Sustainable development for people and the environment – for example on a farm in in Nepal.
Photo: © Helvetas

Organic farming drives sustainability in global agriculture

Organic farming provides important impulses to make our food system more sustainable. This is demonstrated by eleven international experts – including lead authors Frank Eyhorn of Helvetas and Adrian Müller of the Research Institute of Organic Agriculture FiBL. They demand that governments only support those agricultural systems that are beneficial to people and the environment alike.

The internationally renowned specialist journal Nature Sustainability published an article in April 2019 on new insights on the role of organic farming. Eleven international experts, including Frank Eyhorn of the Swiss development cooperation organisation Helvetas and Adrian Muller from the Research Institute of Organic Agriculture FiBL, demonstrate that organic farming is no longer an irrelevant niche but plays an important role in making our food system fit for the future.

Climate change, biodiversity loss and rural poverty are arguably great challenges on a global scale nowadays. Experts agree that the way that we produce and consume food urgently has to change if we are to master these challenges.

However, getting there is a hotly disputed issue. Do we have to make conventional agriculture more sustainable in a step-by-step process, or should we promote alternative systems such as organic farming? The eleven experts maintain that both approaches can go hand in hand and support and inspire each other. This new view enables politics to consistently focus on the Sustainable Development Goals (SDGs) of the United Nations global Agenda 2030.
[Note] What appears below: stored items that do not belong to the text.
//! Environment-based server settings.
//!
//! All variables are optional and prefixed with `SEATPLAN_`; invalid values
//! fall back to defaults with a warning rather than aborting startup.

use std::env;
use std::net::{IpAddr, Ipv4Addr, SocketAddr};

#[derive(Debug, Clone)]
pub struct Settings {
    /// Bind address (`SEATPLAN_HOST`)
    pub host: IpAddr,
    /// Bind port (`SEATPLAN_PORT`)
    pub port: u16,
    /// Allowed CORS origins, comma separated (`SEATPLAN_CORS_ORIGINS`);
    /// `*` allows any origin
    pub cors_origins: Vec<String>,
}

impl Default for Settings {
    fn default() -> Self {
        Settings {
            host: IpAddr::V4(Ipv4Addr::LOCALHOST),
            port: 3000,
            cors_origins: vec!["*".to_string()],
        }
    }
}

impl Settings {
    pub fn from_env() -> Self {
        let mut settings = Settings::default();
        if let Ok(host) = env::var("SEATPLAN_HOST") {
            match host.parse() {
                Ok(parsed) => settings.host = parsed,
                Err(_) => tracing::warn!(
                    "invalid SEATPLAN_HOST '{host}', falling back to {}",
                    settings.host
                ),
            }
        }
        if let Ok(port) = env::var("SEATPLAN_PORT") {
            match port.parse() {
                Ok(parsed) => settings.port = parsed,
                Err(_) => tracing::warn!(
                    "invalid SEATPLAN_PORT '{port}', falling back to {}",
                    settings.port
                ),
            }
        }
        if let Ok(origins) = env::var("SEATPLAN_CORS_ORIGINS") {
            let parsed: Vec<String> = origins
                .split(',')
                .map(|o| o.trim().to_string())
                .filter(|o| !o.is_empty())
                .collect();
            if !parsed.is_empty() {
                settings.cors_origins = parsed;
            }
        }
        settings
    }

    pub fn addr(&self) -> SocketAddr {
        SocketAddr::new(self.host, self.port)
    }
}

#[cfg(test)]
mod tests {
    use super::*;

    #[test]
    fn defaults_bind_localhost() {
        let settings = Settings::default();
        assert_eq!(settings.addr().to_string(), "127.0.0.1:3000");
        assert_eq!(settings.cors_origins, vec!["*".to_string()]);
    }
}
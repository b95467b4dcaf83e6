//! Single-pass generators turning ordered readings into interval values.
//!
//! Every generator instance owns the accumulator state of exactly one
//! stream. Feed it readings of one series in true timestamp order and
//! discard it afterwards; an instance is not meant to be shared between
//! streams.

mod average;
mod delta;
mod difference;
mod period;

pub use average::{AverageRateGenerator, RateTolerance};
pub use delta::DeltaGenerator;
pub use difference::{CodeValues, CrossSeriesDifferenceGenerator};
pub use period::PeriodGenerator;

use crate::error::Result;
use crate::reading::{DurationValue, NormalizedReading};
use crate::units::UnitValue;

/// Generator consuming one normalized reading at a time.
pub trait ReadingGenerator {
    fn calculate_next(&mut self, reading: &NormalizedReading) -> Result<Option<DurationValue>>;

    /// Runs the generator over a whole ordered series.
    fn generate_all<'a, I>(&mut self, readings: I) -> Result<Vec<DurationValue>>
    where
        I: IntoIterator<Item = &'a NormalizedReading>,
        Self: Sized,
    {
        let mut out = Vec::new();
        for reading in readings {
            if let Some(value) = self.calculate_next(reading)? {
                out.push(value);
            }
        }
        Ok(out)
    }
}

/// Increment between two consecutive readings of a series.
#[derive(Debug, Clone, PartialEq)]
pub(crate) struct Transition {
    pub value: UnitValue,
    pub device_ids: Vec<String>,
    pub crossing: bool,
}

/// Counters reset when a meter is exchanged, so a change of device yields a
/// zero increment in the new device's unit instead of a difference.
pub(crate) fn transition(prev: &NormalizedReading, cur: &NormalizedReading) -> Result<Transition> {
    if cur.is_same_device(prev) {
        Ok(Transition {
            value: cur.unit_value().subtract(&prev.unit_value())?,
            device_ids: vec![prev.device_id().to_string()],
            crossing: false,
        })
    } else {
        Ok(Transition {
            value: UnitValue::zero(cur.unit_value().unit),
            device_ids: vec![prev.device_id().to_string(), cur.device_id().to_string()],
            crossing: true,
        })
    }
}

/// Zero-valued interval opening a series at its first reading.
pub(crate) fn bootstrap(cur: &NormalizedReading) -> DurationValue {
    DurationValue {
        start: cur.timestamp(),
        end: cur.timestamp(),
        normalized_start: cur.normalized_timestamp(),
        normalized_end: cur.normalized_timestamp(),
        value: UnitValue::zero(cur.unit_value().unit),
        device_ids: vec![cur.device_id().to_string()],
    }
}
The authors of the Nature Sustainability article therefore propose a combination of measures that provide special support for sustainable systems, create economic incentives for environmentally friendly production methods and ban particularly harmful practices. Thus it certainly makes sense to step up support for organic farming, restrict subsidies to environmentally friendly modes of production and prohibit harmful pesticides, they argue.

A paradigm shift is needed

“For too long, we have been trapped in heated debates on which technology can feed the world. Transcending ideological barriers and vested interests now needs to be at the top of the agenda to accelerate the necessary shift,” says lead author Frank Eyhorn from the Swiss development cooperation organisation Helvetas. Co-author Adrian Muller from the Research Institute of Organic Agriculture FiBL adds: “We need coherent policies to achieve sustainable food systems. We can no longer afford seemingly cheap food resulting in high environmental costs.”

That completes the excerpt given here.